### TASK TO COMPLETE
Each record below needs to be set down again exactly.

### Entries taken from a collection
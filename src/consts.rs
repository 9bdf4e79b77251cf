//! Shared numeric constants for the playbook crate.

// ── Markers ─────────────────────────────────────────────────────

/// Radius in pixels of a player marker oval.
pub const MARKER_RADIUS: f64 = 20.0;

/// Most markers one side may have on the board at once.
pub const MAX_MARKERS_PER_SIDE: usize = 5;

// ── Line drawing ────────────────────────────────────────────────

/// Edge length in pixels of one square line segment.
pub const SEGMENT_SIZE: f64 = 10.0;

### SOLVED PROBLEM
filename src/consts.rs
repository 9bdf4e79b77251cf
//! Shared numeric constants for the playbook crate.

// ── Markers ─────────────────────────────────────────────────────

/// Radius in pixels of a player marker oval.
pub const MARKER_RADIUS: f64 = 20.0;

/// Most markers one side may have on the board at once.
pub const MAX_MARKERS_PER_SIDE: usize = 5;

// ── Line drawing ────────────────────────────────────────────────

/// Edge length in pixels of one square line segment.
pub const SEGMENT_SIZE: f64 = 10.0;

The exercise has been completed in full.